Problem description: An exact copy of every record below is what's needed here.

[[ Records for the task, beginning ]]

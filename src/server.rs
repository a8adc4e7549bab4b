//! HTTP API for the library: folders, playlists, streaming, cache admin
//!
//! One accepted connection per spawned task, HTTP/1 served with hyper.
//! Playback responses are streamed bodies fed by the pipeline; everything
//! else is small JSON.

use crate::cache::TranscodeCache;
use crate::config::AppConfig;
use crate::error::{MediaError, Result};
use crate::library;
use crate::metrics::StreamMetrics;
use crate::models::{
    AudioInfo, CacheClearResult, CacheStatus, ErrorBody, FolderListResponse, Playlist,
    PlaylistUpdate, SourceFile,
};
use crate::pipeline::{is_mp3_passthrough, StreamingPipeline};
use crate::playlist;
use crate::probe::MediaProber;
use crate::transcoder::Transcoder;
use bytes::Bytes;
use futures_util::TryStreamExt;
use http_body_util::combinators::UnsyncBoxBody;
use http_body_util::{BodyExt, Full, StreamBody};
use hyper::body::{Frame, Incoming};
use hyper::server::conn::http1;
use hyper::service::service_fn;
use hyper::{Method, Request, Response, StatusCode};
use hyper_util::rt::TokioIo;
use serde::Serialize;
use std::collections::HashSet;
use std::sync::Arc;
use tokio::net::TcpListener;
use tracing::{debug, error, info, warn};

type ApiBody = UnsyncBoxBody<Bytes, std::io::Error>;

/// Shared per-process state handed to every request handler
pub struct AppState {
    pub config: AppConfig,
    allowed: HashSet<String>,
    pub cache: TranscodeCache,
    pub pipeline: StreamingPipeline,
    pub prober: MediaProber,
    pub metrics: Arc<StreamMetrics>,
}

impl AppState {
    pub fn new(config: AppConfig) -> Self {
        let cache = TranscodeCache::new(&config.cache_root);
        let metrics = Arc::new(StreamMetrics::new());
        let pipeline = StreamingPipeline::new(
            cache.clone(),
            Transcoder::from_config(&config),
            crate::models::EncodingProfile::from_config(&config),
            Arc::clone(&metrics),
        );
        let prober = MediaProber::from_config(&config);
        let allowed = config.allowed_extensions_set();

        AppState {
            config,
            allowed,
            cache,
            pipeline,
            prober,
            metrics,
        }
    }
}

/// The tunebox API server
pub struct ApiServer {
    state: Arc<AppState>,
}

impl ApiServer {
    pub fn new(state: Arc<AppState>) -> Self {
        ApiServer { state }
    }

    /// Bind the configured address and serve until the process terminates
    pub async fn start(self) -> Result<()> {
        let listener = TcpListener::bind(&self.state.config.bind_address)
            .await
            .map_err(|e| {
                MediaError::HttpError(format!(
                    "Failed to bind {}: {}",
                    self.state.config.bind_address, e
                ))
            })?;

        info!("Listening on http://{}", self.state.config.bind_address);

        loop {
            let (stream, peer) = listener
                .accept()
                .await
                .map_err(|e| MediaError::HttpError(format!("Accept failed: {}", e)))?;
            let io = TokioIo::new(stream);
            let state = Arc::clone(&self.state);

            tokio::task::spawn(async move {
                let service = service_fn(move |req| {
                    let state = Arc::clone(&state);
                    async move { handle_request(req, state).await }
                });

                if let Err(err) = http1::Builder::new().serve_connection(io, service).await {
                    debug!("Connection from {} ended with error: {:?}", peer, err);
                }
            });
        }
    }
}
//! Media metadata prober backed by an external ffprobe process
//!
//! Probing is advisory: the metadata endpoint must always answer, so every
//! failure mode here (missing binary, non-zero exit, timeout, garbage
//! output) degrades to a zeroed [`MediaMetadata`] instead of an error.

use crate::config::AppConfig;
use crate::models::MediaMetadata;
use serde::Deserialize;
use std::path::Path;
use std::process::Stdio;
use std::time::Duration;
use tokio::process::Command;
use tokio::time::timeout;
use tracing::{debug, warn};

/// Invokes ffprobe to extract duration, bitrate and stream parameters
#[derive(Debug, Clone)]
pub struct MediaProber {
    ffprobe: String,
    timeout: Duration,
}

/// Top-level shape of `ffprobe -of json` output
///
/// ffprobe reports numeric format fields as strings.
#[derive(Debug, Deserialize)]
struct ProbeOutput {
    #[serde(default)]
    format: ProbeFormat,
    #[serde(default)]
    streams: Vec<ProbeStream>,
}

#[derive(Debug, Default, Deserialize)]
struct ProbeFormat {
    duration: Option<String>,
    bit_rate: Option<String>,
}

#[derive(Debug, Default, Deserialize)]
struct ProbeStream {
    sample_rate: Option<String>,
    channels: Option<u32>,
}

impl MediaProber {
    pub fn new(ffprobe: impl Into<String>, timeout: Duration) -> Self {
        MediaProber {
            ffprobe: ffprobe.into(),
            timeout,
        }
    }

    pub fn from_config(config: &AppConfig) -> Self {
        Self::new(
            config.ffprobe_path.clone(),
            Duration::from_secs(config.probe_timeout_secs),
        )
    }

    /// Probe a file for duration, bitrate, sample rate and channel count
    ///
    /// Requests container duration/bit rate plus the first audio stream's
    /// sample rate and channels in JSON form, bounded by the configured
    /// timeout. Always returns a value; degraded to zeros/absent on any
    /// failure.
    pub async fn probe(&self, path: &Path) -> MediaMetadata {
        let mut cmd = Command::new(&self.ffprobe);
        cmd.arg("-v")
            .arg("quiet")
            .arg("-show_entries")
            .arg("format=duration,bit_rate:stream=sample_rate,channels")
            .arg("-of")
            .arg("json")
            .arg(path)
            .stdin(Stdio::null())
            .stdout(Stdio::piped())
            .stderr(Stdio::null())
            .kill_on_drop(true);

        let output = match timeout(self.timeout, cmd.output()).await {
            Ok(Ok(output)) => output,
            Ok(Err(e)) => {
                warn!("Failed to run {}: {}", self.ffprobe, e);
                return MediaMetadata::default();
            }
            Err(_) => {
                warn!("Probe timed out after {:?} for {:?}", self.timeout, path);
                return MediaMetadata::default();
            }
        };

        if !output.status.success() {
            debug!(
                "Probe exited with {:?} for {:?}",
                output.status.code(),
                path
            );
            return MediaMetadata::default();
        }

        match serde_json::from_slice::<ProbeOutput>(&output.stdout) {
            Ok(parsed) => Self::into_metadata(parsed),
            Err(e) => {
                warn!("Unparsable probe output for {:?}: {}", path, e);
                MediaMetadata::default()
            }
        }
    }

    fn into_metadata(parsed: ProbeOutput) -> MediaMetadata {
        let duration = parsed
            .format
            .duration
            .as_deref()
            .and_then(|d| d.parse::<f64>().ok())
            .unwrap_or(0.0);

        let bitrate = parsed
            .format
            .bit_rate
            .as_deref()
            .and_then(|b| b.parse::<u32>().ok())
            .map(|b| b / 1000);

        let first_stream = parsed.streams.into_iter().next().unwrap_or_default();

        let sample_rate = first_stream
            .sample_rate
            .as_deref()
            .and_then(|s| s.parse::<u32>().ok());

        MediaMetadata {
            duration,
            bitrate,
            sample_rate,
            channels: first_stream.channels,
        }
    }
}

[[ Records for the task, end ]]

Answer area:
filename src/server.rs
repository a8adc4e7549bab4b
//! HTTP API for the library: folders, playlists, streaming, cache admin
//!
//! One accepted connection per spawned task, HTTP/1 served with hyper.
//! Playback responses are streamed bodies fed by the pipeline; everything
//! else is small JSON.

use crate::cache::TranscodeCache;
use crate::config::AppConfig;
use crate::error::{MediaError, Result};
use crate::library;
use crate::metrics::StreamMetrics;
use crate::models::{
    AudioInfo, CacheClearResult, CacheStatus, ErrorBody, FolderListResponse, Playlist,
    PlaylistUpdate, SourceFile,
};
use crate::pipeline::{is_mp3_passthrough, StreamingPipeline};
use crate::playlist;
use crate::probe::MediaProber;
use crate::transcoder::Transcoder;
use bytes::Bytes;
use futures_util::TryStreamExt;
use http_body_util::combinators::UnsyncBoxBody;
use http_body_util::{BodyExt, Full, StreamBody};
use hyper::body::{Frame, Incoming};
use hyper::server::conn::http1;
use hyper::service::service_fn;
use hyper::{Method, Request, Response, StatusCode};
use hyper_util::rt::TokioIo;
use serde::Serialize;
use std::collections::HashSet;
use std::sync::Arc;
use tokio::net::TcpListener;
use tracing::{debug, error, info, warn};

type ApiBody = UnsyncBoxBody<Bytes, std::io::Error>;

/// Shared per-process state handed to every request handler
pub struct AppState {
    pub config: AppConfig,
    allowed: HashSet<String>,
    pub cache: TranscodeCache,
    pub pipeline: StreamingPipeline,
    pub prober: MediaProber,
    pub metrics: Arc<StreamMetrics>,
}

impl AppState {
    pub fn new(config: AppConfig) -> Self {
        let cache = TranscodeCache::new(&config.cache_root);
        let metrics = Arc::new(StreamMetrics::new());
        let pipeline = StreamingPipeline::new(
            cache.clone(),
            Transcoder::from_config(&config),
            crate::models::EncodingProfile::from_config(&config),
            Arc::clone(&metrics),
        );
        let prober = MediaProber::from_config(&config);
        let allowed = config.allowed_extensions_set();

        AppState {
            config,
            allowed,
            cache,
            pipeline,
            prober,
            metrics,
        }
    }
}

/// The tunebox API server
pub struct ApiServer {
    state: Arc<AppState>,
}

impl ApiServer {
    pub fn new(state: Arc<AppState>) -> Self {
        ApiServer { state }
    }

    /// Bind the configured address and serve until the process terminates
    pub async fn start(self) -> Result<()> {
        let listener = TcpListener::bind(&self.state.config.bind_address)
            .await
            .map_err(|e| {
                MediaError::HttpError(format!(
                    "Failed to bind {}: {}",
                    self.state.config.bind_address, e
                ))
            })?;

        info!("Listening on http://{}", self.state.config.bind_address);

        loop {
            let (stream, peer) = listener
                .accept()
                .await
                .map_err(|e| MediaError::HttpError(format!("Accept failed: {}", e)))?;
            let io = TokioIo::new(stream);
            let state = Arc::clone(&self.state);

            tokio::task::spawn(async move {
                let service = service_fn(move |req| {
                    let state = Arc::clone(&state);
                    async move { handle_request(req, state).await }
                });

                if let Err(err) = http1::Builder::new().serve_connection(io, service).await {
                    debug!("Connection from {} ended with error: {:?}", peer, err);
                }
            });
        }
    }
}
//! Media metadata prober backed by an external ffprobe process
//!
//! Probing is advisory: the metadata endpoint must always answer, so every
//! failure mode here (missing binary, non-zero exit, timeout, garbage
//! output) degrades to a zeroed [`MediaMetadata`] instead of an error.

use crate::config::AppConfig;
use crate::models::MediaMetadata;
use serde::Deserialize;
use std::path::Path;
use std::process::Stdio;
use std::time::Duration;
use tokio::process::Command;
use tokio::time::timeout;
use tracing::{debug, warn};

/// Invokes ffprobe to extract duration, bitrate and stream parameters
#[derive(Debug, Clone)]
pub struct MediaProber {
    ffprobe: String,
    timeout: Duration,
}

/// Top-level shape of `ffprobe -of json` output
///
/// ffprobe reports numeric format fields as strings.
#[derive(Debug, Deserialize)]
struct ProbeOutput {
    #[serde(default)]
    format: ProbeFormat,
    #[serde(default)]
    streams: Vec<ProbeStream>,
}

#[derive(Debug, Default, Deserialize)]
struct ProbeFormat {
    duration: Option<String>,
    bit_rate: Option<String>,
}

#[derive(Debug, Default, Deserialize)]
struct ProbeStream {
    sample_rate: Option<String>,
    channels: Option<u32>,
}

impl MediaProber {
    pub fn new(ffprobe: impl Into<String>, timeout: Duration) -> Self {
        MediaProber {
            ffprobe: ffprobe.into(),
            timeout,
        }
    }

    pub fn from_config(config: &AppConfig) -> Self {
        Self::new(
            config.ffprobe_path.clone(),
            Duration::from_secs(config.probe_timeout_secs),
        )
    }

    /// Probe a file for duration, bitrate, sample rate and channel count
    ///
    /// Requests container duration/bit rate plus the first audio stream's
    /// sample rate and channels in JSON form, bounded by the configured
    /// timeout. Always returns a value; degraded to zeros/absent on any
    /// failure.
    pub async fn probe(&self, path: &Path) -> MediaMetadata {
        let mut cmd = Command::new(&self.ffprobe);
        cmd.arg("-v")
            .arg("quiet")
            .arg("-show_entries")
            .arg("format=duration,bit_rate:stream=sample_rate,channels")
            .arg("-of")
            .arg("json")
            .arg(path)
            .stdin(Stdio::null())
            .stdout(Stdio::piped())
            .stderr(Stdio::null())
            .kill_on_drop(true);

        let output = match timeout(self.timeout, cmd.output()).await {
            Ok(Ok(output)) => output,
            Ok(Err(e)) => {
                warn!("Failed to run {}: {}", self.ffprobe, e);
                return MediaMetadata::default();
            }
            Err(_) => {
                warn!("Probe timed out after {:?} for {:?}", self.timeout, path);
                return MediaMetadata::default();
            }
        };

        if !output.status.success() {
            debug!(
                "Probe exited with {:?} for {:?}",
                output.status.code(),
                path
            );
            return MediaMetadata::default();
        }

        match serde_json::from_slice::<ProbeOutput>(&output.stdout) {
            Ok(parsed) => Self::into_metadata(parsed),
            Err(e) => {
                warn!("Unparsable probe output for {:?}: {}", path, e);
                MediaMetadata::default()
            }
        }
    }

    fn into_metadata(parsed: ProbeOutput) -> MediaMetadata {
        let duration = parsed
            .format
            .duration
            .as_deref()
            .and_then(|d| d.parse::<f64>().ok())
            .unwrap_or(0.0);

        let bitrate = parsed
            .format
            .bit_rate
            .as_deref()
            .and_then(|b| b.parse::<u32>().ok())
            .map(|b| b / 1000);

        let first_stream = parsed.streams.into_iter().next().unwrap_or_default();

        let sample_rate = first_stream
            .sample_rate
            .as_deref()
            .and_then(|s| s.parse::<u32>().ok());

        MediaMetadata {
            duration,
            bitrate,
            sample_rate,
            channels: first_stream.channels,
        }
    }
}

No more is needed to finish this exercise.